From 1754 through 1757, Esther Edwards Burr, daughter of Jonathan Edwards and wife of Aaron Burr, Sr. (and mother of the notorious Aaron Burr), wrote a daily letter-journal to her friend Sarah Prince. Burr's journal stands as an account of current events and of her daily activities and interactions with a wide circle of family, friends, acquaintances, and her husband's students and colleagues. Like a diary, the journal records Burr's spiritual and emotional growth and functions as an example of eighteenth-century American women's lifewriting, in accord with William Spengemann's view of all autobiographical practice as a pattern shaped by changing ideas about the nature of the self, interpreting the self, and reporting those interpretations (xiii). Burr interprets her self through the primary cultural institution in her life, the Puritan evangelical church. Her religion shapes her sense of self; everything she is and does, everything that happens to her, she puts within the context of her faith and her God. As Burr discusses her life in accordance with her Bible and her ministers, however, she theorizes about God and faith in new ways that foreshadow the work of today's feminist theologians. My paper discusses the methods by which Burr claims an empowered subjectivity as she articulates a woman's theology. I argue that as Burr theorizes her religion, this busy, devout, loving, acerbic latter-day Puritan comes to understand her own worth and to privilege what she terms her "heart to reflect and improve" (57). 1

In her 1978 dissertation, Laurie Crumpacker describes the journal as Burr's diary of self-examination and analysis of her own Christian practice. 2 In 1984, Crumpacker and Carol Karlsen published a scholarly edition of the journal, which they examine as a historical document and spiritual autobiography. They summarize Burr's concerns as the three paramount themes of religion, work, and sisterhood, and they conclude that "because for Esther Burr religion infused and was the context for every other aspect of experience, these themes appear in her journal in an inextricable connectedness" (23-24). I want to build on Karlsen's and Crumpacker's foundational work and their links between the themes that drive the journal and Crumpacker's conclusion that by its close, Burr had achieved a degree of religious peace and empowerment (21). 3 In Writing a Woman's Life, Carolyn Heilbrun sees empowerment through autobiographical practice as "the ability to take one's place in whatever discourse is essential to action and the right to have one's [End Page 18] part matter" (18). Because Burr took her place in the dominant discourse of her Calvinist church and insisted on her own theorizing about God, her part did matter. To that end, I will first discuss friendship as a useful theological concept for Burr, then examine the methods by which Burr formed her personal relationship with God, and finally turn to Burr's articulations that point to her empowered subjectivity.

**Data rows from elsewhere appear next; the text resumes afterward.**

use serde::{Deserialize, Serialize};
use std::fs;
use std::path::Path;

use crate::error::{ReleaseFlowError, Result};

/// File name of the per-project configuration, looked up at the repository root.
pub const CONFIG_FILE_NAME: &str = "gitflow.toml";

/// Sentinel branch whose presence on the remote means "release in progress".
pub const DEFAULT_LOCK_BRANCH: &str = "release_lock";

/// DingTalk robot endpoint; `{token}` is replaced with `notify_token`.
pub const DEFAULT_NOTIFY_URL: &str = "https://oapi.dingtalk.com/robot/send?access_token={token}";

/// Represents the complete configuration for git-release-flow.
///
/// Resolved once per invocation and handed to the workflow as a read-only value.
#[derive(Debug, Deserialize, Serialize, Clone, PartialEq)]
pub struct Config {
    #[serde(default = "default_release_branch")]
    pub release_branch: String,

    #[serde(default = "default_master_branch")]
    pub master_branch: String,

    #[serde(default)]
    pub tag_prefix: String,

    #[serde(default)]
    pub notify_token: Option<String>,

    #[serde(default = "default_notify_url")]
    pub notify_url: String,

    #[serde(default = "default_lock_branch")]
    pub lock_branch: String,

    #[serde(default)]
    pub conflict_strategy: ConflictStrategyConfig,
}

/// How merge conflicts are handled when a merge stops.
#[derive(Debug, Deserialize, Serialize, Clone, Copy, PartialEq, Eq, Default)]
#[serde(rename_all = "lowercase")]
pub enum ConflictStrategyConfig {
    /// Ask the operator for every conflicting file
    #[default]
    Prompt,
    /// Keep the target branch side
    Ours,
    /// Take the incoming branch side
    Theirs,
    /// Hand every file to `git mergetool`
    Manual,
}

fn default_release_branch() -> String {
    "release".to_string()
}

fn default_master_branch() -> String {
    "master".to_string()
}

fn default_notify_url() -> String {
    DEFAULT_NOTIFY_URL.to_string()
}

fn default_lock_branch() -> String {
    DEFAULT_LOCK_BRANCH.to_string()
}

impl Default for Config {
    fn default() -> Self {
        Config {
            release_branch: default_release_branch(),
            master_branch: default_master_branch(),
            tag_prefix: String::new(),
            notify_token: None,
            notify_url: default_notify_url(),
            lock_branch: default_lock_branch(),
            conflict_strategy: ConflictStrategyConfig::default(),
        }
    }
}

impl Config {
    /// Checks the values the release workflow cannot run without.
    pub fn validate(&self) -> Result<()> {
        for (key, value) in [
            ("release_branch", &self.release_branch),
            ("master_branch", &self.master_branch),
            ("lock_branch", &self.lock_branch),
        ] {
            if value.trim().is_empty() {
                return Err(ReleaseFlowError::config(format!("{} must not be empty", key)));
            }
        }

        if self.lock_branch == self.release_branch || self.lock_branch == self.master_branch {
            return Err(ReleaseFlowError::config(format!(
                "lock_branch '{}' must differ from the release and master branches",
                self.lock_branch
            )));
        }

        Ok(())
    }

    /// Webhook URL for third-party notification, or `None` when no token is set.
    pub fn notify_endpoint(&self) -> Option<String> {
        self.notify_token
            .as_deref()
            .map(str::trim)
            .filter(|token| !token.is_empty())
            .map(|token| self.notify_url.replace("{token}", token))
    }
}

/// Loads configuration from file or returns defaults.
///
/// Attempts to load configuration in the following order:
/// 1. Custom path provided as parameter
/// 2. `gitflow.toml` at the project root, when one is known
/// 3. `gitflow.toml` in current directory
/// 4. `.gitflow.toml` in user config directory
/// 5. Default configuration if no file found
///
/// # Returns
/// * `Ok(Config)` - Loaded or default configuration
/// * `Err` - If file exists but cannot be read, parsed or validated
pub fn load_config(config_path: Option<&str>, project_root: Option<&Path>) -> Result<Config> {
    let project_file = project_root
        .map(|root| root.join(CONFIG_FILE_NAME))
        .filter(|path| path.exists());

    let config_str = if let Some(path) = config_path {
        fs::read_to_string(path)?
    } else if let Some(path) = project_file {
        fs::read_to_string(path)?
    } else if Path::new(CONFIG_FILE_NAME).exists() {
        fs::read_to_string(CONFIG_FILE_NAME)?
    } else if let Some(config_dir) = dirs::config_dir() {
        let config_path = config_dir.join(format!(".{}", CONFIG_FILE_NAME));
        if config_path.exists() {
            fs::read_to_string(config_path)?
        } else {
            return Ok(Config::default());
        }
    } else {
        return Ok(Config::default());
    };

    let config: Config = toml::from_str(&config_str)?;
    config.validate()?;
    Ok(config)
}

/// Serializes a default configuration for `init-config`.
pub fn render_default_config() -> Result<String> {
    toml::to_string_pretty(&Config::default())
        .map_err(|e| ReleaseFlowError::config(format!("cannot render default config: {}", e)))
}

Mary E. Hunt argues that female friendship provides insight into living in a world defined by men, even as it works to create the world as women imagine it could be. Hunt begins with a feminist theology that examines women's experiences on their own terms, and she argues that women's friendships allow them agency: to name their experiences in their own voices, to make decisions on the basis of their experiences, to live in relationships, and to form communities of accountability on the basis of those choices (16-17). Given the Puritan mandate that every aspect of life should be in service to God and a means to the reception of grace, Burr's view of their friendship as a "blessed oppertunity" is hardly surprising (49). As Hunt points out, "[F]riendship illuminates questions of ultimate meaning and value" (7), and Burr validates her friendship with Sarah...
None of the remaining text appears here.